▸ **Available data**
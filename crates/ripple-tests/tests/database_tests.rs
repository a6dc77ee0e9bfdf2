//! Database integration tests.
//!
//! Run with: `cargo test -p ripple-tests --test database_tests --features integration`

#![cfg(feature = "integration")]

use ripple_core::ids::SnapshotImageId;
use ripple_core::ports::{
    AuthorRepository, BuildRepository, CachedSnapshotImageRepository, PlanRepository,
    ProjectRepository, SnapshotRepository, TestRepository,
};
use ripple_core::snapshot::CacheWrite;
use ripple_tests::{
    at,
    context::TestContext,
    fixtures::{BuildFixture, PlanFixture, ProjectFixture, SnapshotFixture, TestCaseFixture},
};

#[tokio::test]
async fn test_project_and_plan_roundtrip() {
    let ctx = TestContext::new().await.expect("Failed to create context");

    let project = ProjectFixture::named("server");
    ctx.projects().create(&project).await.expect("Failed to create project");
    let found = ctx
        .projects()
        .get(project.id)
        .await
        .expect("Failed to get project")
        .expect("Project not found");
    assert_eq!(found, project);

    let plan = PlanFixture::in_cluster(&project, "unit", "linux");
    ctx.plans().create(&plan).await.expect("Failed to create plan");
    let found = ctx
        .plans()
        .get(plan.id)
        .await
        .expect("Failed to get plan")
        .expect("Plan not found");
    assert_eq!(found, plan);
}

#[tokio::test]
async fn test_list_plans_by_cluster_spans_projects() {
    let ctx = TestContext::new().await.expect("Failed to create context");
    let plans = ctx.plans();

    let server = ProjectFixture::named("server");
    let client = ProjectFixture::named("client");
    ctx.projects().create(&server).await.unwrap();
    ctx.projects().create(&client).await.unwrap();

    let a = PlanFixture::in_cluster(&server, "unit", "linux");
    let b = PlanFixture::in_cluster(&client, "e2e", "linux");
    let c = PlanFixture::in_cluster(&server, "lint", "macos");
    let d = PlanFixture::unclustered(&server, "docs");
    for plan in [&a, &b, &c, &d] {
        plans.create(plan).await.unwrap();
    }

    let mut linux: Vec<_> = plans
        .list_by_cluster("linux")
        .await
        .unwrap()
        .into_iter()
        .map(|p| p.id)
        .collect();
    linux.sort();
    let mut expected = vec![a.id, b.id];
    expected.sort();
    assert_eq!(linux, expected);

    assert!(plans.list_by_cluster("windows").await.unwrap().is_empty());
}

#[tokio::test]
async fn test_snapshot_images_listing() {
    let ctx = TestContext::new().await.expect("Failed to create context");
    let snapshots = ctx.snapshots();

    let project = ProjectFixture::named("server");
    ctx.projects().create(&project).await.unwrap();
    let unit = PlanFixture::in_cluster(&project, "unit", "linux");
    let lint = PlanFixture::in_cluster(&project, "lint", "linux");
    ctx.plans().create(&unit).await.unwrap();
    ctx.plans().create(&lint).await.unwrap();

    let old = SnapshotFixture::active(&project, 0);
    let new = SnapshotFixture::active(&project, 60);
    snapshots.create(&old).await.unwrap();
    snapshots.create(&new).await.unwrap();

    let old_unit = SnapshotFixture::image(&old, &unit);
    let new_unit = SnapshotFixture::image(&new, &unit);
    let new_lint = SnapshotFixture::image(&new, &lint);
    for image in [&old_unit, &new_unit, &new_lint] {
        snapshots.create_image(image).await.unwrap();
    }

    assert_eq!(snapshots.get(new.id).await.unwrap(), Some(new.clone()));

    let mut of_new: Vec<_> = snapshots
        .list_images(new.id)
        .await
        .unwrap()
        .into_iter()
        .map(|i| i.id)
        .collect();
    of_new.sort();
    let mut expected = vec![new_unit.id, new_lint.id];
    expected.sort();
    assert_eq!(of_new, expected);

    let of_unit: Vec<_> = snapshots
        .list_images_for_plan(unit.id)
        .await
        .unwrap()
        .into_iter()
        .map(|i| i.id)
        .collect();
    assert_eq!(of_unit, vec![new_unit.id, old_unit.id]);
}

#[tokio::test]
async fn test_cache_apply_upserts_in_place() {
    let ctx = TestContext::new().await.expect("Failed to create context");
    let cache = ctx.cache();

    let project = ProjectFixture::named("server");
    ctx.projects().create(&project).await.unwrap();
    let plan = PlanFixture::in_cluster(&project, "unit", "linux");
    ctx.plans().create(&plan).await.unwrap();
    let snapshot = SnapshotFixture::active(&project, 0);
    ctx.snapshots().create(&snapshot).await.unwrap();
    let image = SnapshotFixture::image(&snapshot, &plan);
    ctx.snapshots().create_image(&image).await.unwrap();

    let mut write = CacheWrite::new();
    write.pin(image.id);
    cache.apply(&write).await.unwrap();

    let entry = cache.get(image.id).await.unwrap().expect("Entry not found");
    assert!(entry.is_pinned());
    assert_eq!(entry.snapshot_id, snapshot.id);
    assert_eq!(entry.plan_id, plan.id);

    let mut write = CacheWrite::new();
    write.upsert(image.id, Some(at(30)));
    cache.apply(&write).await.unwrap();

    let updated = cache.get(image.id).await.unwrap().expect("Entry not found");
    assert_eq!(updated.expiration_date, Some(at(30)));
    assert_eq!(updated.date_created, entry.date_created);
    assert_eq!(cache.count().await.unwrap(), 1);

    let listed = cache.list_for_plans(&[plan.id]).await.unwrap();
    assert_eq!(listed, vec![updated]);
    assert!(cache.list_for_plans(&[]).await.unwrap().is_empty());
}

#[tokio::test]
async fn test_cache_apply_is_all_or_nothing() {
    let ctx = TestContext::new().await.expect("Failed to create context");
    let cache = ctx.cache();

    let project = ProjectFixture::named("server");
    ctx.projects().create(&project).await.unwrap();
    let plan = PlanFixture::in_cluster(&project, "unit", "linux");
    ctx.plans().create(&plan).await.unwrap();
    let snapshot = SnapshotFixture::active(&project, 0);
    ctx.snapshots().create(&snapshot).await.unwrap();
    let image = SnapshotFixture::image(&snapshot, &plan);
    ctx.snapshots().create_image(&image).await.unwrap();

    // The second entry has no snapshot image behind it and violates the
    // foreign key, so the first must not be committed either.
    let mut write = CacheWrite::new();
    write.pin(image.id);
    write.pin(SnapshotImageId::new());

    assert!(cache.apply(&write).await.is_err());
    assert_eq!(cache.count().await.unwrap(), 0);
    assert!(cache.get(image.id).await.unwrap().is_none());
}

#[tokio::test]
async fn test_build_with_author_roundtrip() {
    let ctx = TestContext::new().await.expect("Failed to create context");

    let project = ProjectFixture::named("server");
    ctx.projects().create(&project).await.unwrap();
    let author = BuildFixture::author();
    ctx.authors().create(&author).await.unwrap();

    let build = BuildFixture::finished(&project, Some(&author), 5);
    ctx.builds().create(&build).await.unwrap();
    let anonymous = BuildFixture::in_progress(&project, 10);
    ctx.builds().create(&anonymous).await.unwrap();

    assert_eq!(ctx.builds().get(build.id).await.unwrap(), Some(build));
    assert_eq!(ctx.builds().get(anonymous.id).await.unwrap(), Some(anonymous));
}

#[tokio::test]
async fn test_previous_and_first_runs() {
    let ctx = TestContext::new().await.expect("Failed to create context");
    let builds = ctx.builds();
    let tests = ctx.tests();

    let project = ProjectFixture::named("server");
    ctx.projects().create(&project).await.unwrap();

    let first = BuildFixture::finished(&project, None, 0);
    let second = BuildFixture::finished(&project, None, 10);
    let running = BuildFixture::in_progress(&project, 20);
    let current = BuildFixture::finished(&project, None, 30);
    let later = BuildFixture::finished(&project, None, 40);
    for build in [&first, &second, &running, &current, &later] {
        builds.create(build).await.unwrap();
    }

    let name = "tests.test_api.test_get";
    let first_run = TestCaseFixture::run_of(&first, name);
    let second_run = TestCaseFixture::failed(&second, name, "AssertionError");
    let subject = TestCaseFixture::run_of(&current, name);
    for test in [
        &first_run,
        &second_run,
        &TestCaseFixture::run_of(&running, name),
        &subject,
        &TestCaseFixture::run_of(&later, name),
        &TestCaseFixture::run_of(&second, "tests.test_api.test_put"),
    ] {
        tests.create(test).await.unwrap();
    }

    assert_eq!(tests.get(subject.id).await.unwrap(), Some(subject.clone()));

    let previous = tests
        .previous_runs(&subject, current.date_created, 25)
        .await
        .unwrap();
    let ids: Vec<_> = previous.iter().map(|r| r.test.id).collect();
    assert_eq!(ids, vec![second_run.id, first_run.id]);
    assert_eq!(previous[0].build, second);

    let capped = tests
        .previous_runs(&subject, current.date_created, 1)
        .await
        .unwrap();
    assert_eq!(capped.len(), 1);

    let oldest = tests.first_run(&subject).await.unwrap().expect("No first run");
    assert_eq!(oldest.test.id, first_run.id);
    assert!(tests.first_run(&first_run).await.unwrap().is_some());
}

▸ **About this exercise**
Filter by the word "finished": copy every line of the data that holds it.

▸ **Answer to this problem**
    let build = BuildFixture::finished(&project, Some(&author), 5);
    let first = BuildFixture::finished(&project, None, 0);
    let second = BuildFixture::finished(&project, None, 10);
    let current = BuildFixture::finished(&project, None, 30);
    let later = BuildFixture::finished(&project, None, 40);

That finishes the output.